- Exercise brief -
Wherever the string "trust" appears in the entries below, return the line that holds it.
[Start of Attachment]
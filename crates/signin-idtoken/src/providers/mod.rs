//! Identity providers
//!
//! Each adapter pins a provider's issuers, key endpoint and signing algorithm,
//! and runs a token through decompose → key lookup → signature → claims before
//! producing a [`VerifiedIdentity`].
//!
//! - [`GoogleVerifier`] - Google ID tokens
//! - [`AppleVerifier`] - Sign in with Apple identity tokens
//! - [`FederatedVerifier`] - both, with audiences taken from [`VerifierConfig`](crate::VerifierConfig)

pub mod apple;
pub mod federated;
pub mod google;
pub mod verifier;

pub use apple::AppleVerifier;
pub use federated::FederatedVerifier;
pub use google::GoogleVerifier;
pub use verifier::IdTokenVerifier;

use jsonwebtoken::Algorithm;
use serde::{Deserialize, Serialize};
use std::str::FromStr;
use thiserror::Error;

/// Supported identity providers
#[derive(Debug, Clone, Copy, PartialEq, Eq, Hash, Serialize, Deserialize)]
#[serde(rename_all = "lowercase")]
pub enum Provider {
    Google,
    Apple,
}

impl Provider {
    pub fn as_str(&self) -> &'static str {
        match self {
            Provider::Google => "google",
            Provider::Apple => "apple",
        }
    }
}

impl std::fmt::Display for Provider {
    fn fmt(&self, f: &mut std::fmt::Formatter<'_>) -> std::fmt::Result {
        f.write_str(self.as_str())
    }
}

/// Provider name not recognized
#[derive(Debug, Clone, PartialEq, Eq, Error)]
#[error("unknown identity provider: {0}")]
pub struct UnknownProvider(pub String);

impl FromStr for Provider {
    type Err = UnknownProvider;

    fn from_str(s: &str) -> Result<Self, Self::Err> {
        match s.trim().to_ascii_lowercase().as_str() {
            "google" => Ok(Provider::Google),
            "apple" => Ok(Provider::Apple),
            _ => Err(UnknownProvider(s.to_string())),
        }
    }
}

/// Fixed trust parameters for one provider
#[derive(Debug, Clone, PartialEq, Eq)]
pub struct ProviderProfile {
    /// Provider these parameters belong to
    pub provider: Provider,
    /// Accepted `iss` values, compared exactly
    pub issuers: &'static [&'static str],
    /// Key set endpoint
    pub jwks_uri: String,
    /// The only accepted signing algorithm
    pub algorithm: Algorithm,
}

/// Issuer values Google places in ID tokens
pub const GOOGLE_ISSUERS: &[&str] = &["accounts.google.com", "https://accounts.google.com"];

/// Google's published signing keys
pub const GOOGLE_JWKS_URI: &str = "https://www.googleapis.com/oauth2/v3/certs";

/// Issuer value Apple places in identity tokens
pub const APPLE_ISSUERS: &[&str] = &["https://appleid.apple.com"];

/// Apple's published signing keys
pub const APPLE_JWKS_URI: &str = "https://appleid.apple.com/auth/keys";

impl ProviderProfile {
    /// Google ID tokens: RS256, either issuer spelling
    pub fn google() -> Self {
        Self {
            provider: Provider::Google,
            issuers: GOOGLE_ISSUERS,
            jwks_uri: GOOGLE_JWKS_URI.to_string(),
            algorithm: Algorithm::RS256,
        }
    }

    /// Sign in with Apple identity tokens: RS256
    pub fn apple() -> Self {
        Self {
            provider: Provider::Apple,
            issuers: APPLE_ISSUERS,
            jwks_uri: APPLE_JWKS_URI.to_string(),
            algorithm: Algorithm::RS256,
        }
    }

    /// Fixed profile for a provider
    pub fn for_provider(provider: Provider) -> Self {
        match provider {
            Provider::Google => Self::google(),
            Provider::Apple => Self::apple(),
        }
    }

    /// Same trust parameters with a different key endpoint
    ///
    /// Endpoint rules still apply at fetch time: https, or plain http to a
    /// loopback host.
    pub fn with_jwks_uri(mut self, jwks_uri: impl Into<String>) -> Self {
        self.jwks_uri = jwks_uri.into();
        self
    }
}

/// Identity established from a verified token
///
/// Only constructed by the verification pipeline, after the signature, issuer,
/// audience and expiry checks have all passed. Fields are read through
/// accessors; the type serializes for hand-off but never deserializes.
#[derive(Debug, Clone, PartialEq, Eq, Serialize)]
pub struct VerifiedIdentity {
    provider: Provider,
    subject: String,
    #[serde(skip_serializing_if = "Option::is_none")]
    email: Option<String>,
    email_verified: bool,
    #[serde(skip_serializing_if = "Option::is_none")]
    display_name: Option<String>,
}

impl VerifiedIdentity {
    pub(crate) fn new(
        provider: Provider,
        subject: String,
        email: Option<String>,
        email_verified: bool,
        display_name: Option<String>,
    ) -> Self {
        Self {
            provider,
            subject,
            email,
            email_verified,
            display_name,
        }
    }

    /// Provider that issued the token
    pub fn provider(&self) -> Provider {
        self.provider
    }

    /// Provider-scoped stable subject identifier
    pub fn subject(&self) -> &str {
        &self.subject
    }

    /// Email, trimmed and lower-cased
    pub fn email(&self) -> Option<&str> {
        self.email.as_deref()
    }

    /// Whether the provider asserted the email as verified
    pub fn email_verified(&self) -> bool {
        self.email_verified
    }

    /// Display name, trimmed
    pub fn display_name(&self) -> Option<&str> {
        self.display_name.as_deref()
    }
}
[End of Attachment]
- Response box -
/// Fixed trust parameters for one provider
    /// Same trust parameters with a different key endpoint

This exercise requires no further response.